The Jays should be willing to unload just about all their starters, with the exceptions of Berrios -- because of the long-term contract-- and Manoah (because he's under control for a number of years). Despite the unevenness of their pitching, teams will be interested in Bassitt and Gausman once we get closer to the trade deadlines and perhaps even now. Kikuchi has pitched well and he's a lefty so he will draw interest.  Springer, Kiermaier and Turner might be harder sells but it is a question of matchups. No one other than the Jays wanted to offer Kiermaier a job as a starter (and we can see why), but he might appeal to a team looking for a fourth or fifth outfielder defensive sub, pinch runner, occasional start verse a righty.  I'd trade Jansen, too. His value will not get higher.  And, I'd trade anyone from the bullpen I could. 

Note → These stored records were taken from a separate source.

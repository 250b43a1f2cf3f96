#![deny(warnings)]

//! Economic models for a mining session.
//!
//! This crate provides pure calculators over a [`mine_core::Scenario`]:
//! - Expected value of one mining action, with the fire-skill smelt replacing
//!   (not adding to) the normal shard yield
//! - Cost, profit and sell-raw baseline of every crafting recipe under the
//!   selected supply modes
//!
//! Nothing here fails: malformed inputs have already been normalised and the
//! remaining degenerate values are floored or clamped.
//!
//! Crafting sums are money and use [`Decimal`]. Expected values are products
//! of probabilities and stay in `f64`.

pub mod craft;
pub mod ev;

pub use craft::{
    best_recipe, compare_all, compare_recipe, unit_cost, CostByMode, CostLine, CraftComparison,
    Verdict,
};
pub use ev::{ev_breakdown, evaluate, EvBreakdown, EvInputs};

use mine_core::clamp01;
use rust_decimal::prelude::FromPrimitive;
use rust_decimal::Decimal;

/// Gross price after the proportional sell fee; negative prices floor at 0.
///
/// Example:
/// assert_eq!(net_price(6000.0, 0.05), 5700.0);
pub fn net_price(gross: f64, fee_rate: f64) -> f64 {
    gross.max(0.0) * (1.0 - fee_rate)
}

/// Normalised rate as a currency amount. Negative or NaN reads as 0 and
/// anything past the decimal range saturates.
pub fn money(value: f64) -> Decimal {
    if value.is_nan() || value <= 0.0 {
        return Decimal::ZERO;
    }
    Decimal::from_f64(value).unwrap_or(Decimal::MAX)
}

/// Sell fee as a decimal fraction in [0, 1].
pub fn fee_fraction(fee_rate: f64) -> Decimal {
    Decimal::from_f64(clamp01(fee_rate)).unwrap_or(Decimal::ZERO)
}

/// [`net_price`] over currency amounts.
pub fn net_amount(gross: Decimal, fee: Decimal) -> Decimal {
    gross.max(Decimal::ZERO).saturating_mul(Decimal::ONE - fee)
}
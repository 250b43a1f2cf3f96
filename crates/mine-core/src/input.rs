//! Coercion of user-edited fields into finite numbers.
//!
//! Form fields arrive as text while the user is still typing, so partial
//! input such as `"-"` or `"."` resolves to the fallback instead of zero.

use serde::{Deserialize, Serialize};

/// A raw editable field as stored in a save document.
///
/// JSON `null` and missing fields are modelled as `None` at the use site.
#[derive(Clone, Debug, PartialEq, Serialize, Deserialize)]
#[serde(untagged)]
pub enum InputValue {
    Number(f64),
    Text(String),
    /// Anything else (booleans, arrays, objects); always resolves to the fallback.
    Other(serde_json::Value),
}

impl From<f64> for InputValue {
    fn from(n: f64) -> Self {
        InputValue::Number(n)
    }
}

impl From<&str> for InputValue {
    fn from(s: &str) -> Self {
        InputValue::Text(s.to_string())
    }
}

/// Resolve an editable field to a finite number, or `fallback`.
///
/// Example:
/// assert_eq!(normalize_number(Some(&InputValue::from(" 12.5 ")), 0.0), 12.5);
/// assert_eq!(normalize_number(Some(&InputValue::from("-")), 7.0), 7.0);
pub fn normalize_number(value: Option<&InputValue>, fallback: f64) -> f64 {
    let parsed = match value {
        Some(InputValue::Number(n)) => Some(*n),
        Some(InputValue::Text(s)) => match s.trim() {
            "" | "-" | "." | "-." => None,
            t => t.parse::<f64>().ok(),
        },
        Some(InputValue::Other(_)) | None => None,
    };
    parsed.filter(|n| n.is_finite()).unwrap_or(fallback)
}

/// Clamp a probability into [0, 1]; non-finite values become 0.
pub fn clamp01(x: f64) -> f64 {
    if x.is_finite() {
        x.clamp(0.0, 1.0)
    } else {
        0.0
    }
}

/// Interpret a number as a table level. Fractional and non-finite values are
/// not levels.
pub fn as_level(x: f64) -> Option<i64> {
    if x.is_finite() && x.fract() == 0.0 {
        Some(x as i64)
    } else {
        None
    }
}
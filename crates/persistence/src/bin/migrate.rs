#![deny(warnings)]

//! Upgrade a save file in place to the current schema.

use persistence::{default_save_path, load_document, save_document, JsonFileStore};
use tracing::info;
use tracing_subscriber::EnvFilter;

fn main() -> anyhow::Result<()> {
    let filter = EnvFilter::try_from_default_env().unwrap_or_else(|_| EnvFilter::new("info"));
    tracing_subscriber::fmt().with_env_filter(filter).init();

    let path = std::env::args()
        .nth(1)
        .unwrap_or_else(|| default_save_path().to_string());
    let store = JsonFileStore::new(&path);
    let doc = load_document(&store)?;
    save_document(&store, &doc)?;
    info!(path = %path, "migration complete");
    println!("Save migrated to schema v{} at {}", doc.schema_version, path);
    Ok(())
}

Finally, I'd be willing to trade Vladdy and Bo as well. That might not be popular and I suspect they will both land on their feet elsewhere, play well, and be named to several all-star teams each.  The Jays seem to have taught Vladdy pitch selection, but since the Jays are years away from winning, I think it is an even bet that he'll hit the free agent market after next season, as will Bo. The Jays can maximize the return ... getting a number of prospects and likely top-notch prospects ... by trading them now.  Said differently, since there is a good chance that the Jays will lose both of these players, the logical thing is to maximize their value now. That value can be maximized by getting good younger players around whom the Jays will built for the future. 

Another finally: I think it also goes without saying that the current coaching staff is almost certainly not the team to bring up a new team.  John Schneider does not seem to really have a good feel for the game. He makes odd decisions -- some of which I've ranted about before -- the logic of which is lost on me. He seems to make a habit of yanking a pitcher one pitch too late. Pete Walker works best tinkering with veterans and has not shows any ability to work with younger pitchers. Ask Nate Pearson how his career is going.

I was listening to commentators say that it is not the coaches fault. That the players have to be accountable. I do think there is something in that but, the Jays also pay those coaches a lot to do things and the thing they were supposed to do is figure out how to win. It is rotten but if you pay someone to do a job and they don't do it ... do you stick with them? 

The same goes for upper level management. The truth of the matter is that Ross Atkins let the Jays enter the season without a lead off batter. Few teams win without one. He decided what the Jays needed was a bunch of players who could not play the field (Turner, Vogelbach, Votto, Vladdy). And, their player development is just messed up. What position does Biggio actually play? 

In short, it is time for a fire sale.